▸ **THE DATA**:

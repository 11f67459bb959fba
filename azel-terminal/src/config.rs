/// Terminal front end configuration, loaded from TOML
use serde::{Deserialize, Serialize};
use std::path::Path;
use thiserror::Error;

#[derive(Debug, Error)]
pub enum ConfigError {
    #[error("IO error: {0}")]
    Io(#[from] std::io::Error),
    #[error("Parse error: {0}")]
    Parse(#[from] toml::de::Error),
    #[error("Invalid value for {field}: {reason}")]
    Invalid { field: &'static str, reason: String },
}

#[derive(Debug, Clone, PartialEq, Serialize, Deserialize)]
#[serde(default)]
pub struct AppConfig {
    pub target_fps: u32,
    /// Populate the built-in primitives, drifting grid and floor
    pub demo_scene: bool,
    /// Spacing of the floor vertex grid
    pub floor_step: f32,
    /// Import the built-in cube mesh in front of the camera
    pub show_cube: bool,
    pub camera: CameraConfig,
    pub movement: MovementConfig,
    pub meshes: Vec<MeshConfig>,
}

impl Default for AppConfig {
    fn default() -> Self {
        Self {
            target_fps: 30,
            demo_scene: true,
            floor_step: 0.5,
            show_cube: true,
            camera: CameraConfig::default(),
            movement: MovementConfig::default(),
            meshes: Vec::new(),
        }
    }
}

impl AppConfig {
    pub fn load(path: impl AsRef<Path>) -> Result<Self, ConfigError> {
        let contents = std::fs::read_to_string(path)?;
        Self::from_toml_str(&contents)
    }

    pub fn from_toml_str(contents: &str) -> Result<Self, ConfigError> {
        let config: Self = toml::from_str(contents)?;
        config.validate()?;
        Ok(config)
    }

    pub fn validate(&self) -> Result<(), ConfigError> {
        if !self.floor_step.is_finite() || self.floor_step <= 0.0 {
            return Err(ConfigError::Invalid {
                field: "floor_step",
                reason: format!("must be positive and finite, got {}", self.floor_step),
            });
        }
        Ok(())
    }
}

#[derive(Debug, Clone, PartialEq, Serialize, Deserialize)]
#[serde(default)]
pub struct CameraConfig {
    pub position: [f32; 3],
    pub orientation: [f32; 3],
    pub zoom: f32,
}

impl Default for CameraConfig {
    fn default() -> Self {
        Self {
            position: [0.0, 0.0, 0.0],
            orientation: [0.0, 100.0, 0.0],
            zoom: 40.0,
        }
    }
}

#[derive(Debug, Clone, PartialEq, Serialize, Deserialize)]
#[serde(default)]
pub struct MovementConfig {
    /// Velocity added per key press, units per second
    pub move_speed: f32,
    /// Heading change per key press
    pub turn_speed_deg: f32,
    /// Speed of `moving_over` entities towards the camera
    pub drift_speed: f32,
    /// Fraction of camera velocity kept per second
    pub damping: f32,
}

impl Default for MovementConfig {
    fn default() -> Self {
        Self {
            move_speed: 4.0,
            turn_speed_deg: 1.0,
            drift_speed: 20.0,
            damping: 0.1,
        }
    }
}

#[derive(Debug, Clone, PartialEq, Serialize, Deserialize)]
pub struct MeshConfig {
    pub name: String,
    pub obj: String,
    #[serde(default)]
    pub mtl: Option<String>,
    #[serde(default = "default_scale")]
    pub scale: f32,
}

fn default_scale() -> f32 {
    1.0
}

#[cfg(test)]
mod tests {
    use super::*;

    #[test]
    fn test_empty_config_is_default() {
        let config = AppConfig::from_toml_str("").unwrap();
        assert_eq!(config, AppConfig::default());
    }

    #[test]
    fn test_partial_overrides() {
        let config = AppConfig::from_toml_str(
            r#"
target_fps = 60
demo_scene = false

[camera]
zoom = 20.0

[[meshes]]
name = "spoon"
obj = "assets/spoon.obj"
mtl = "assets/spoon.mtl"

[[meshes]]
name = "teapot"
obj = "assets/teapot.obj"
scale = 0.5
"#,
        )
        .unwrap();

        assert_eq!(config.target_fps, 60);
        assert!(!config.demo_scene);
        assert_eq!(config.camera.zoom, 20.0);
        assert_eq!(config.camera.orientation, [0.0, 100.0, 0.0]);
        assert_eq!(config.movement, MovementConfig::default());
        assert_eq!(config.meshes.len(), 2);
        assert_eq!(config.meshes[0].mtl.as_deref(), Some("assets/spoon.mtl"));
        assert_eq!(config.meshes[0].scale, 1.0);
        assert_eq!(config.meshes[1].mtl, None);
        assert_eq!(config.meshes[1].scale, 0.5);
    }

    #[test]
    fn test_non_positive_floor_step_rejected() {
        for text in ["floor_step = 0.0", "floor_step = -0.5", "floor_step = nan"] {
            assert!(matches!(
                AppConfig::from_toml_str(text),
                Err(ConfigError::Invalid { field: "floor_step", .. })
            ));
        }
        assert!(AppConfig::from_toml_str("floor_step = 0.3").is_ok());
    }

    #[test]
    fn test_bad_toml_is_an_error() {
        assert!(matches!(
            AppConfig::from_toml_str("target_fps = \"fast\""),
            Err(ConfigError::Parse(_))
        ));
    }
}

▸ **WHAT THE EXERCISE ASKS**: An exact copy is required of each line from the one containing "demo_scene = false" through the last line of the material, and of no other line.

▸ **PROBLEM SOLUTION**:
demo_scene = false

[camera]
zoom = 20.0

[[meshes]]
name = "spoon"
obj = "assets/spoon.obj"
mtl = "assets/spoon.mtl"

[[meshes]]
name = "teapot"
obj = "assets/teapot.obj"
scale = 0.5
"#,
        )
        .unwrap();

        assert_eq!(config.target_fps, 60);
        assert!(!config.demo_scene);
        assert_eq!(config.camera.zoom, 20.0);
        assert_eq!(config.camera.orientation, [0.0, 100.0, 0.0]);
        assert_eq!(config.movement, MovementConfig::default());
        assert_eq!(config.meshes.len(), 2);
        assert_eq!(config.meshes[0].mtl.as_deref(), Some("assets/spoon.mtl"));
        assert_eq!(config.meshes[0].scale, 1.0);
        assert_eq!(config.meshes[1].mtl, None);
        assert_eq!(config.meshes[1].scale, 0.5);
    }

    #[test]
    fn test_non_positive_floor_step_rejected() {
        for text in ["floor_step = 0.0", "floor_step = -0.5", "floor_step = nan"] {
            assert!(matches!(
                AppConfig::from_toml_str(text),
                Err(ConfigError::Invalid { field: "floor_step", .. })
            ));
        }
        assert!(AppConfig::from_toml_str("floor_step = 0.3").is_ok());
    }

    #[test]
    fn test_bad_toml_is_an_error() {
        assert!(matches!(
            AppConfig::from_toml_str("target_fps = \"fast\""),
            Err(ConfigError::Parse(_))
        ));
    }
}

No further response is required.